Coming out as a queer teenager. Fostering a child to adopt. Grappling with transracial adoption. Examining how addiction and body image affect behavior. Coming to terms with dementia, depression, and anxiety. Taking stock of mental health across time.
“This Is Us” showed all of this and more during six outrageously successful seasons.
This NBC series explored the lives of three children — twins Kevin and Kate, whose parents adopted a third baby, Randall, whose father had abandoned him at a fire station. As avid fans, we debriefed weekly to discuss the twists, turns, and tears of the Pearson family saga, which wraps up on May 24. From our public health and ethnic studies perspectives, the series accomplished a rarity for a fictional TV show: It showed the ways the conditions in which people live, work, and play can influence their health.
The series’ subtle approach to sexual orientation and gender identity did its part to try to help normalize them in the real world. The show casually revealed that Randall’s long-lost birth father was bisexual when his lover showed up at a family gathering. And when a middle-school daughter came out as queer, it created only a relatively minor family drama.
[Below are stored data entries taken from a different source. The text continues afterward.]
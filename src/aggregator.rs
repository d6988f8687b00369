//! # Result Aggregator
//!
//! Single consumer of per-candidate results. Compare workers send finished
//! [`CompareResult`]s over a bounded channel; the aggregator thread is the
//! only writer of the result list, so the hot path takes no locks.
//!
//! While a request is in flight the aggregator emits at most one
//! `ResultUpdated` per update interval, then exactly one
//! `RequestCompleted` once every candidate has been accounted for.
//! Results from superseded or canceled generations are dropped.

use std::sync::atomic::{AtomicU64, Ordering};
use std::sync::mpsc::{Receiver, RecvTimeoutError, SyncSender};
use std::sync::{Arc, RwLock};
use std::thread::{self, JoinHandle};
use std::time::{Duration, Instant};

use log::{debug, info};
use serde::{Deserialize, Serialize};

use crate::error::{GeoCompareError, Result};
use crate::events::{CompareEvent, EventCallback};
use crate::request::{CompareResult, RequestState, RequestToken, Score};
use crate::TourId;

/// Messages accepted by the aggregator thread.
#[derive(Debug)]
pub enum AggregatorMsg {
    /// A request entered comparison with `total` candidates
    Begin {
        token: Arc<RequestToken>,
        total: usize,
    },
    /// One candidate finished
    Result { generation: u64, result: CompareResult },
    /// One candidate failed and was skipped
    Skipped { generation: u64, tour_id: TourId },
    Shutdown,
}

/// Ranked results of one request plus relative-scaling data.
#[derive(Debug, Clone, Default, PartialEq, Serialize, Deserialize)]
pub struct CompareSummary {
    pub request_id: u64,
    /// Computed results by ascending diff, then not comparable, then pending
    pub results: Vec<CompareResult>,
    /// Largest computed diff seen, `None` until one exists
    pub max_diff: Option<i64>,
    pub compared: usize,
    pub skipped: usize,
}

impl CompareSummary {
    /// Diff as a percentage of the largest diff, for weak-match filtering.
    pub fn relative_diff(&self, result: &CompareResult) -> Option<f32> {
        relative_diff(result.score, self.max_diff)
    }

    /// Best match, if any candidate was computed.
    pub fn best(&self) -> Option<&CompareResult> {
        self.results
            .first()
            .filter(|r| matches!(r.score, Score::Computed(_)))
    }

    pub fn get(&self, tour_id: TourId) -> Option<&CompareResult> {
        self.results.iter().find(|r| r.tour_id == tour_id)
    }

    /// Results re-sorted for another display column.
    pub fn ranked_by(&self, by: RankBy) -> Vec<CompareResult> {
        let mut results = self.results.clone();
        rank_results_by(&mut results, by);
        results
    }

    pub fn to_json(&self) -> String {
        serde_json::to_string(self).unwrap_or_else(|_| "{}".to_string())
    }
}

/// `diff / max_diff * 100`; 0 when the maximum itself is 0.
pub fn relative_diff(score: Score, max_diff: Option<i64>) -> Option<f32> {
    let diff = score.diff()?;
    let max = max_diff?;
    if max == 0 {
        return Some(0.0);
    }
    Some((diff as f64 / max as f64 * 100.0) as f32)
}

/// Display ordering for a result list.
#[derive(Debug, Clone, Copy, Default, PartialEq, Eq, Serialize, Deserialize)]
#[serde(rename_all = "snake_case")]
pub enum RankBy {
    /// Ascending diff, the engine's own order
    #[default]
    Diff,
    /// Highest average heart rate over the matched range first
    AvgHeartRate,
    /// Fastest average speed over the matched range first
    AvgSpeed,
}

/// Sort results for display: computed by ascending diff, then
/// not comparable, then pending, ties by tour id.
pub fn rank_results(results: &mut [CompareResult]) {
    rank_results_by(results, RankBy::Diff);
}

/// Sort results by `by`, falling back to the diff order.
///
/// Results without the metric (not computed, or no samples) go last.
pub fn rank_results_by(results: &mut [CompareResult], by: RankBy) {
    fn class(score: &Score) -> (u8, i64) {
        match score {
            Score::Computed(diff) => (0, *diff),
            Score::NotComparable => (1, 0),
            Score::Pending => (2, 0),
        }
    }

    fn metric(result: &CompareResult, by: RankBy) -> Option<f32> {
        if result.score.diff().is_none() {
            return None;
        }
        match by {
            RankBy::Diff => None,
            RankBy::AvgHeartRate => result.avg_heart_rate,
            RankBy::AvgSpeed => result.avg_speed,
        }
        .filter(|value| value.is_finite())
    }

    results.sort_by(|a, b| {
        let primary = match (metric(a, by), metric(b, by)) {
            (Some(x), Some(y)) => y.total_cmp(&x),
            (Some(_), None) => std::cmp::Ordering::Less,
            (None, Some(_)) => std::cmp::Ordering::Greater,
            (None, None) => std::cmp::Ordering::Equal,
        };
        primary
            .then(class(&a.score).cmp(&class(&b.score)))
            .then(a.tour_id.cmp(&b.tour_id))
    });
}

/// Per-request bookkeeping, owned by the aggregator thread.
struct Aggregation {
    token: Arc<RequestToken>,
    total: usize,
    compared: usize,
    skipped: usize,
    results: Vec<CompareResult>,
    max_diff: Option<i64>,
    last_emit: Option<Instant>,
    dirty: bool,
}

impl Aggregation {
    fn new(token: Arc<RequestToken>, total: usize) -> Self {
        Self {
            token,
            total,
            compared: 0,
            skipped: 0,
            results: Vec::with_capacity(total),
            max_diff: None,
            last_emit: None,
            dirty: false,
        }
    }

    fn generation(&self) -> u64 {
        self.token.generation()
    }

    fn is_finished(&self) -> bool {
        self.compared + self.skipped >= self.total
    }

    fn add(&mut self, result: CompareResult) {
        if let Score::Computed(diff) = result.score {
            self.max_diff = Some(self.max_diff.map_or(diff, |max| max.max(diff)));
        }
        self.results.push(result);
        self.compared += 1;
        self.dirty = true;
    }

    fn summary(&self) -> CompareSummary {
        let mut results = self.results.clone();
        rank_results(&mut results);
        CompareSummary {
            request_id: self.generation(),
            results,
            max_diff: self.max_diff,
            compared: self.compared,
            skipped: self.skipped,
        }
    }
}

/// Handle to the aggregator thread.
pub struct ResultAggregator {
    sender: SyncSender<AggregatorMsg>,
    handle: Option<JoinHandle<()>>,
}

impl ResultAggregator {
    /// Start the aggregator thread.
    ///
    /// `current_generation` is owned by the controller; results whose
    /// generation differs from it are never reported. The latest completed
    /// summary is published into `latest`.
    pub fn spawn(
        update_interval: Duration,
        channel_capacity: usize,
        current_generation: Arc<AtomicU64>,
        latest: Arc<RwLock<Option<CompareSummary>>>,
        on_event: EventCallback,
    ) -> Result<Self> {
        let (sender, receiver) = std::sync::mpsc::sync_channel(channel_capacity.max(1));

        let worker = AggregatorWorker {
            receiver,
            update_interval,
            current_generation,
            latest,
            on_event,
            active: None,
        };

        let handle = thread::Builder::new()
            .name("geo-compare-aggregator".to_string())
            .spawn(move || worker.run())
            .map_err(|e| GeoCompareError::WorkerUnavailable {
                message: format!("failed to spawn aggregator: {}", e),
            })?;

        Ok(Self {
            sender,
            handle: Some(handle),
        })
    }

    /// Sender for workers to deliver results.
    pub fn sender(&self) -> SyncSender<AggregatorMsg> {
        self.sender.clone()
    }

    /// Stop the thread after it drains queued messages.
    pub fn shutdown(&mut self) {
        self.sender.send(AggregatorMsg::Shutdown).ok();
        if let Some(handle) = self.handle.take() {
            handle.join().ok();
        }
    }
}

impl Drop for ResultAggregator {
    fn drop(&mut self) {
        self.shutdown();
    }
}

struct AggregatorWorker {
    receiver: Receiver<AggregatorMsg>,
    update_interval: Duration,
    current_generation: Arc<AtomicU64>,
    latest: Arc<RwLock<Option<CompareSummary>>>,
    on_event: EventCallback,
    active: Option<Aggregation>,
}

impl AggregatorWorker {
    fn run(mut self) {
        let tick = self.update_interval.max(Duration::from_millis(1));
        loop {
            match self.receiver.recv_timeout(tick) {
                Ok(AggregatorMsg::Shutdown) | Err(RecvTimeoutError::Disconnected) => break,
                Ok(AggregatorMsg::Begin { token, total }) => self.begin(token, total),
                Ok(AggregatorMsg::Result { generation, result }) => {
                    if let Some(active) = self.accepting(generation) {
                        active.add(result);
                        self.after_progress();
                    }
                }
                Ok(AggregatorMsg::Skipped {
                    generation,
                    tour_id,
                }) => {
                    if let Some(active) = self.accepting(generation) {
                        debug!("[Aggregator] Tour {} skipped in request {}", tour_id, generation);
                        active.skipped += 1;
                        self.after_progress();
                    }
                }
                Err(RecvTimeoutError::Timeout) => self.flush_if_due(),
            }
        }
        debug!("[Aggregator] Stopped");
    }

    fn is_current(&self, generation: u64) -> bool {
        generation == self.current_generation.load(Ordering::SeqCst)
    }

    fn begin(&mut self, token: Arc<RequestToken>, total: usize) {
        if token.is_canceled() || !self.is_current(token.generation()) {
            debug!("[Aggregator] Ignoring stale request {}", token.generation());
            return;
        }
        self.active = Some(Aggregation::new(token, total));
        if total == 0 {
            self.complete();
        }
    }

    /// The live aggregation for `generation`, if results for it are accepted.
    fn accepting(&mut self, generation: u64) -> Option<&mut Aggregation> {
        if !self.is_current(generation) {
            return None;
        }
        let active = self.active.as_mut()?;
        if active.generation() != generation {
            return None;
        }
        if active.token.is_canceled() {
            self.active = None;
            return None;
        }
        self.active.as_mut()
    }

    fn after_progress(&mut self) {
        let finished = match &self.active {
            Some(active) => active.is_finished(),
            None => return,
        };
        if finished {
            self.complete();
        } else {
            self.flush_if_due();
        }
    }

    fn flush_if_due(&mut self) {
        let Some(active) = self.active.as_mut() else {
            return;
        };
        if !active.dirty {
            return;
        }
        let due = active
            .last_emit
            .map_or(true, |at| at.elapsed() >= self.update_interval);
        if !due {
            return;
        }

        let summary = active.summary();
        let event = CompareEvent::ResultUpdated {
            request_id: summary.request_id,
            partial_results: summary.results,
            compared: active.compared + active.skipped,
            total: active.total,
        };
        let on_event = &self.on_event;
        active
            .token
            .cancellation()
            .emit_unless_canceled(|| on_event(event));

        active.last_emit = Some(Instant::now());
        active.dirty = false;
    }

    fn complete(&mut self) {
        let Some(active) = self.active.take() else {
            return;
        };
        let summary = active.summary();
        let generation = active.generation();

        let on_event = &self.on_event;
        let latest = &self.latest;
        let token = &active.token;
        let emitted = token.cancellation().emit_unless_canceled(|| {
            token.advance(RequestState::Done);
            if let Ok(mut latest) = latest.write() {
                *latest = Some(summary.clone());
            }
            on_event(CompareEvent::RequestCompleted {
                request_id: generation,
                results: summary,
            });
        });

        if emitted {
            info!(
                "[Aggregator] Request {} completed: {} compared, {} skipped, max diff {:?}",
                generation, active.compared, active.skipped, active.max_diff
            );
        }
    }
}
The fact that neither storyline was a big deal is actually a big deal. The U.S. has come a long way as a society since Ellen DeGeneres came out as gay in 1997 on her ABC sitcom “Ellen.” Advertisers boycotted the show and the Rev. Jerry Falwell called her “Ellen Degenerate.” The final episodes of that season of “Ellen” were criticized for focusing too narrowly on gay issues, and the show was canceled the next year.
“This Is Us,” through its nuanced and sensitive approach to sexual orientation and gender identity, held a mirror up to the real world and tried to model an ideal — that many people are moving toward the idea that being openly LGBTQ is only one of the many characteristics that make up complex human beings.
Far more front and center in “This Is Us” is the thread of mental health, which plays out across many characters. The family matriarch is diagnosed with dementia, and as the show hops back and forth in time, viewers witness her decline even as they are reminded of what a vibrant young mother she was.
Across the seasons, the show highlighted post-traumatic stress disorder related to military service, first in Vietnam and then Afghanistan. Major characters struggled with depression, debilitating anxiety, addiction, disordered eating, and weight and body image. Each storyline explores the ways mental health affects day-to-day experience and how access to mental health care affects the quality of life.
Perhaps one of the best illustrations of this is how the series portrayed battles with substance addiction by the Black birth parents of Randall, compared to his white brother Kevin. Randall’s parents, William and Laurel, lose their child, their relationship, and years of their lives as they each attempt to get sober. But when Kevin — the rich celebrity with a family support system — grapples with addiction, it is invariably treated as an illness rather than a crime. His access to intensive rehabilitation, followed by a transitional stay at his mother’s, helps him secure his sobriety.
Though this story line may have been fictional, it shows how race and access to resources and support systems dramatically impact the outcomes of this disease for countless Americans today and specifically how addiction among the economically struggling Black parents leads to criminalization by the justice system.
One of the ways that structural factors concretely affect peoples’ lives plays out repeatedly through Randall’s storyline, from the events that lead to his adoption by white parents to the adoption years later of an adolescent named Deja by Randall and his wife Beth. Deja is shown to have a loving relationship with her birth mother Shauna, but it is not enough. Her lack of financial privilege and family support are shown, but “This Is Us” ultimately suggests that her risky decisions and personal irresponsibility cost her the loss of her housing and her child. In this case, the storyline missed the mark, minimizing the structural barriers Black mothers face and a foster care system that disproportionately removes Black children from their birth homes.
The show’s approach to these structural barriers was more nuanced as Randall worked through his trauma from transracial adoption. Viewers learned about his birth mother who, like so many Black mothers, was incarcerated instead of being treated for substance addiction, a pattern documented in real life by legal scholar Dorothy Roberts. Rather than judging his birth mother harshly — as he had initially judged Deja’s mom — Randall finally comes to terms with his birth mother’s inability to raise him.
Randall’s growing realization of the structural barriers that disadvantage marginalized groups is evident after he confronts a man who breaks into his home. When he realizes the intruder is desperate and ill, Randall — in his role as a city councilman — develops programs for people experiencing substance addiction. This shows a deepening realization that “crime” is often rooted in unmet needs that, rather than punishment, should be met with resources and support.
We will remember “This is Us” for showing us how people are the same in what affects our lives — love, family, grief, joy — without ignoring the factors that make our lives so different.
Sarah MacCarthy is the inaugural holder of the LGBTQ health studies endowed professorship at the University of Alabama, Birmingham. Jalondra A. Davis is a presidential postdoctoral fellow in the Department of Ethnic Studies at the University of California, San Diego.